The gallery’s location near the Museum of Modern Art was a draw, but in the years before the pandemic, Goodman’s partners and staff became uneasy with changes near Central Park. Ultra-luxury skyscrapers sprouted up while bookstores shuttered and other galleries left their building. Their street somehow became louder while foot traffic declined.
“When [the] Rizzoli [bookstore] closed, we saw the owner tear the building down and set it alight,” Marian Goodman managing partner Emily-Jane Kirwan said. “You no longer had as many pedestrians, and that culture was lost.”
In 2020, the gallery’s partners re-evaluated long-term plans for a flagship and searched Harlem, Chelsea, and Midtown for a suitable location. But they decided on Tribeca once they saw the inside of the cast-iron Grosvenor Buildings, which housed a bevy of manufacturing offices for everything from umbrellas, walking sticks, and typewriters to telephones, pencils, and cigars.
The building was most recently set to become a members-only club featuring a restaurant, gym, and roof deck, but the pandemic scuttled their plans, and Marian Goodman signed a long-term lease there in October 2022.
They brought in StudioMDA, an architecture firm which renovated 14 other gallery spaces in Tribeca, to revamp the landmarked building into three floors of climate-controlled exhibition space, two floors of offices, and enough room for showrooms and storage.
Architects put on a new facade, ripped out the ceiling’s drywall to expose its dark century-old wooden beams, hid its mechanical systems in the walls, and soundproofed the floors. The result was naturally bright, 15-foot-high gallery spaces that passersby can easily view from the street through the building’s floor-to-ceiling windows.
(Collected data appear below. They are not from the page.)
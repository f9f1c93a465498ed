//! Google Calendar API client.
//!
//! Fetches single pages of the events-list endpoint and classifies every
//! failure into a [`ProviderErrorCode`](crate::ProviderErrorCode).

use chrono::{DateTime, SecondsFormat, Utc};
use serde::Deserialize;
use tracing::{debug, warn};

use crate::error::{ProviderError, ProviderResult};
use crate::remote::{BoxFuture, EventPage, FetchMode, FetchRequest, MAX_RESULTS, RemoteCalendar};
use crate::remote_event::RemoteEvent;

use super::config::GoogleConfig;
use super::oauth::OAuthClient;

const PROVIDER_NAME: &str = "google";

/// Google Calendar API client.
#[derive(Debug, Clone)]
pub struct GoogleCalendarClient {
    config: GoogleConfig,
    http_client: reqwest::Client,
    oauth: OAuthClient,
}

/// Events-list response envelope. Items stay as JSON so a single bad item
/// does not fail the page.
#[derive(Debug, Deserialize)]
#[serde(rename_all = "camelCase")]
struct EventListResponse {
    #[serde(default)]
    items: Vec<serde_json::Value>,
    next_page_token: Option<String>,
    next_sync_token: Option<String>,
}

impl GoogleCalendarClient {
    /// Creates a client from a validated configuration.
    pub fn new(config: GoogleConfig) -> ProviderResult<Self> {
        config.validate().map_err(|e| {
            ProviderError::configuration(e).with_provider(PROVIDER_NAME)
        })?;

        let http_client = reqwest::Client::builder()
            .timeout(config.timeout)
            .user_agent(config.user_agent.clone())
            .build()
            .map_err(|e| {
                ProviderError::configuration(format!("failed to create HTTP client: {}", e))
                    .with_provider(PROVIDER_NAME)
                    .with_source(e)
            })?;

        let oauth = OAuthClient::new(
            config.credentials.clone(),
            config.token_url.clone(),
            http_client.clone(),
        );

        Ok(Self {
            config,
            http_client,
            oauth,
        })
    }

    pub fn config(&self) -> &GoogleConfig {
        &self.config
    }

    /// Fetches a single page of events.
    pub async fn list_events_page(
        &self,
        access_token: &str,
        calendar_id: &str,
        request: &FetchRequest,
    ) -> ProviderResult<EventPage> {
        let url = self.config.events_url(calendar_id);
        let query = list_query(request, Utc::now());

        debug!(
            calendar_id,
            incremental = request.is_incremental(),
            page_token = request.page_token.is_some(),
            "fetching events page"
        );

        let response = self
            .http_client
            .get(&url)
            .bearer_auth(access_token)
            .query(&query)
            .send()
            .await
            .map_err(|e| {
                let message = if e.is_timeout() {
                    "request timeout".to_string()
                } else if e.is_connect() {
                    format!("connection failed: {}", e)
                } else {
                    format!("request failed: {}", e)
                };
                ProviderError::unavailable(message)
                    .with_provider(PROVIDER_NAME)
                    .with_source(e)
            })?;

        let status = response.status();

        if status == reqwest::StatusCode::UNAUTHORIZED {
            return Err(
                ProviderError::auth_expired("access token expired or invalid")
                    .with_provider(PROVIDER_NAME)
                    .with_status(status.as_u16()),
            );
        }

        if status == reqwest::StatusCode::GONE {
            return Err(
                ProviderError::cursor_invalidated("sync token is no longer valid")
                    .with_provider(PROVIDER_NAME)
                    .with_status(status.as_u16()),
            );
        }

        if !status.is_success() {
            let body = response.text().await.unwrap_or_default();
            return Err(
                ProviderError::unavailable(format!("API error ({}): {}", status, body))
                    .with_provider(PROVIDER_NAME)
                    .with_status(status.as_u16()),
            );
        }

        let body = response.text().await.map_err(|e| {
            ProviderError::unavailable(format!("failed to read response: {}", e))
                .with_provider(PROVIDER_NAME)
        })?;

        let list: EventListResponse = serde_json::from_str(&body).map_err(|e| {
            ProviderError::invalid_response(format!("failed to parse response: {}", e))
                .with_provider(PROVIDER_NAME)
        })?;

        Ok(into_page(list))
    }
}

/// Builds the events-list query for one request.
///
/// `singleEvents` is always on so recurring series arrive as instances.
/// `orderBy` is only sent with a time window; the API rejects it together
/// with a sync token.
fn list_query(request: &FetchRequest, now: DateTime<Utc>) -> Vec<(&'static str, String)> {
    let mut query = vec![
        ("maxResults", MAX_RESULTS.to_string()),
        ("singleEvents", "true".to_string()),
    ];

    match &request.mode {
        FetchMode::Incremental { cursor } => {
            query.push(("syncToken", cursor.clone()));
        }
        FetchMode::Window { time_min, time_max } => {
            query.push(("orderBy", "startTime".to_string()));
            query.push(("timeMin", format_time(time_min.unwrap_or(now))));
            if let Some(max) = time_max {
                query.push(("timeMax", format_time(*max)));
            }
        }
    }

    if let Some(token) = &request.page_token {
        query.push(("pageToken", token.clone()));
    }

    query
}

fn format_time(time: DateTime<Utc>) -> String {
    time.to_rfc3339_opts(SecondsFormat::Secs, true)
}

fn into_page(list: EventListResponse) -> EventPage {
    let mut page = EventPage {
        next_cursor: list.next_sync_token,
        next_page_token: list.next_page_token,
        ..Default::default()
    };

    for item in list.items {
        let id = item
            .get("id")
            .and_then(|v| v.as_str())
            .map(String::from);
        match RemoteEvent::from_json(item) {
            Ok(event) => page.events.push(event),
            Err(e) => {
                warn!(event_id = id.as_deref().unwrap_or("<missing id>"), error = %e, "skipping unparseable event");
                page.malformed.push((id, e.to_string()));
            }
        }
    }

    page
}

impl RemoteCalendar for GoogleCalendarClient {
    fn name(&self) -> &str {
        PROVIDER_NAME
    }

    fn fetch_events<'a>(
        &'a self,
        access_token: &'a str,
        calendar_id: &'a str,
        request: &'a FetchRequest,
    ) -> BoxFuture<'a, ProviderResult<EventPage>> {
        Box::pin(self.list_events_page(access_token, calendar_id, request))
    }

    fn refresh_access_token<'a>(
        &'a self,
        refresh_token: &'a str,
    ) -> BoxFuture<'a, ProviderResult<String>> {
        Box::pin(self.oauth.refresh_token(refresh_token))
    }
}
Markus Dochantschi, StudioMDA’s founder and president, believes the renovations help transform Broadway into an inviting space for everyone. “Even if you walk by or drive by, you can see the art world and exchange happens,” Dochantschi said. “For me, walking through Tribeca makes me happy and warm in my heart.”
Goodman’s shift downtown is the latest addition to a neighborhood that has experienced a renaissance since Carolyn Alexander, Ted Bonin, and Stefania Bortolami established art spaces nearly eight years ago (Alexander and Bonin closed earlier this year).
Since then, more than 70 galleries have opened in the neighborhood, including Jack Shainman’s satellite for large-scale installations in the Clock Tower Building at 46 Lafayette Street in January; James Fuentes and Bureau, which both left the Lower East Side for Duane Street in March; and Asya Geisberg, who fled Chelsea for White Street this spring.
“The Marian Goodman building is beautiful and it’s hard to miss, Sarah Stengel, director of communications at James Cohan, said. “Every gallery that’s moved here has been committed to integrating with the community, joining the listserve, and joining the openings. It’s a very collegial environment and it’s an attractive ethos for people.”
Eden Deering, director at PPOW, thinks the addition will bring even more art lovers to Broadway and the surrounding side streets.
“We’re very excited. For a while we were worried it was going to be a SoHo House,” Deering told Hyperallergic. “It’s very fun here. For the amount of foot traffic we get, it feels like we work at a museum.”
Kirwan believes the gallery’s new location will still attract its long-time collectors while building broader viewership, perhaps the greatest benefit of moving below Canal Street.
“The rhythm of a Saturday is extremely important in the business side of things, but it’s also important for the curatorial side,” Kirwan said. “Our artists deserve to have the widest possible audience.”